Clinical Practice & Ops
•Epic previews Factory platform for building and orchestrating AI agents at HIMSS26, expanding beyond documentation into clinical workflow automation across multiple EHR modules [6]. The move positions Epic as an AI platform company, not just a records vendor.
•FDA approves leucovorin for ultrarare cerebral folate deficiency without requiring clinical trials, five months after RFK Jr. promoted the drug for autism treatment during White House presentations [2]. The precedent raises questions about evidence standards when patient populations number in the hundreds.
•Vertex seeks expedited FDA approval for povetacicept in IgA nephropathy after Phase 3 success, leveraging the $4.9B acquisition's regulatory pathway for rare kidney disease [7]. The immunology drug targets two pathways simultaneously for maximum nephroprotection.
Industry & Products
•Bristol Myers Squibb gains FDA approval for Sotyktu in psoriatic arthritis, expanding the first-in-class oral TYK2 inhibitor beyond psoriasis into inflammatory joint disease [8]. The dual indication strategy maximizes commercial potential for the novel mechanism.

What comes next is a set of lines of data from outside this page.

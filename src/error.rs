//! Error types for the linkage simulation.

use thiserror::Error;

/// Errors reported by the solver, integrator and simulation loop.
///
/// None of these are fatal: every operation that returns one leaves the
/// model in its last valid state.
#[derive(Debug, Clone, PartialEq, Error)]
pub enum SimError {
    /// Rejected user input (setter boundary).
    #[error("Invalid {name}: {value} ({reason})")]
    InvalidParameter {
        /// Parameter name.
        name: &'static str,
        /// Offending value.
        value: f64,
        /// What the value must satisfy.
        reason: &'static str,
    },

    /// The linkage cannot assemble for the requested configuration.
    #[error("Linkage cannot assemble at input angle {input_angle:.4} rad: {reason}")]
    LinkageUnreachable {
        /// Input angle that was requested (radians).
        input_angle: f64,
        /// Geometric reason.
        reason: &'static str,
    },

    /// Newton iteration did not reach the tolerance.
    #[error("Loop-closure solve did not converge after {iterations} iterations (residual {residual:e})")]
    SolverDidNotConverge {
        /// Iterations spent.
        iterations: usize,
        /// Residual norm at the last iterate.
        residual: f64,
    },

    /// Damping ratio is undefined because `k·m = 0`.
    #[error("Oscillator parameters give an undefined damping ratio (mass {mass}, spring {spring})")]
    InvalidOscillatorParameters {
        /// Mass.
        mass: f64,
        /// Spring constant.
        spring: f64,
    },

    /// Malformed settings document.
    #[error("Invalid settings: {0}")]
    Settings(String),
}

impl SimError {
    /// True for errors raised by the kinematic solver.
    pub fn is_kinematic(&self) -> bool {
        matches!(
            self,
            SimError::LinkageUnreachable { .. } | SimError::SolverDidNotConverge { .. }
        )
    }
}

impl From<serde_json::Error> for SimError {
    fn from(err: serde_json::Error) -> Self {
        SimError::Settings(err.to_string())
    }
}

/// Result type for simulation operations.
pub type Result<T> = std::result::Result<T, SimError>;

#[cfg(test)]
mod tests {
    use super::*;

    #[test]
    fn test_error_display() {
        let err = SimError::InvalidParameter {
            name: "mass",
            value: -1.0,
            reason: "must be > 0",
        };
        assert_eq!(format!("{err}"), "Invalid mass: -1 (must be > 0)");

        let err = SimError::SolverDidNotConverge {
            iterations: 50,
            residual: 0.5,
        };
        assert!(format!("{err}").contains("50 iterations"));
    }

    #[test]
    fn test_is_kinematic() {
        let err = SimError::LinkageUnreachable {
            input_angle: 0.0,
            reason: "too long",
        };
        assert!(err.is_kinematic());
        assert!(!SimError::InvalidOscillatorParameters { mass: 1.0, spring: 0.0 }.is_kinematic());
    }
}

•Capricor's DMD cell therapy returns to FDA review after previous rejection, with the agency resuming evaluation following submission of additional clinical data [9]. The reversal signals FDA flexibility on rare disease therapies when sponsors provide compelling post-hoc evidence.
Policy & Regulatory
•Primary care practices band together into Independent Physician Associations to boost market power against insurers and hospital systems, fighting to remain financially viable and independent [10]. The consolidation wave now includes small practice defensive mergers.
•Emergency room visits for pediatric dental pain increase as rural dental shortages worsen and anti-fluoride policies gain traction under Trump administration cuts [11]. The convergence creates a perfect storm for preventable emergency care utilization.
Blogs
•PEEM framework evaluates prompt engineering by analyzing both prompts and responses jointly, moving beyond simple accuracy metrics to understand why prompts succeed or fail [12]. The approach gives practitioners actionable guidance for LLM optimization rather than trial-and-error iteration.
The Conversation
•NEJM Group polls clinicians on blood pressure targets in hypertension management — systolic goals below 120 mmHg versus below 140 mmHg — highlighting persistent uncertainty in cardiovascular care despite decades of outcome studies [13]. The debate reflects real-world confusion over intensive versus standard treatment thresholds.
One to Watch
Cosmetic surgery investigation by KFF Health News and NBC prompts national plastic surgeons group to warn patients about safety risks, with calls for tighter standards following scrutiny of surgical chains [14].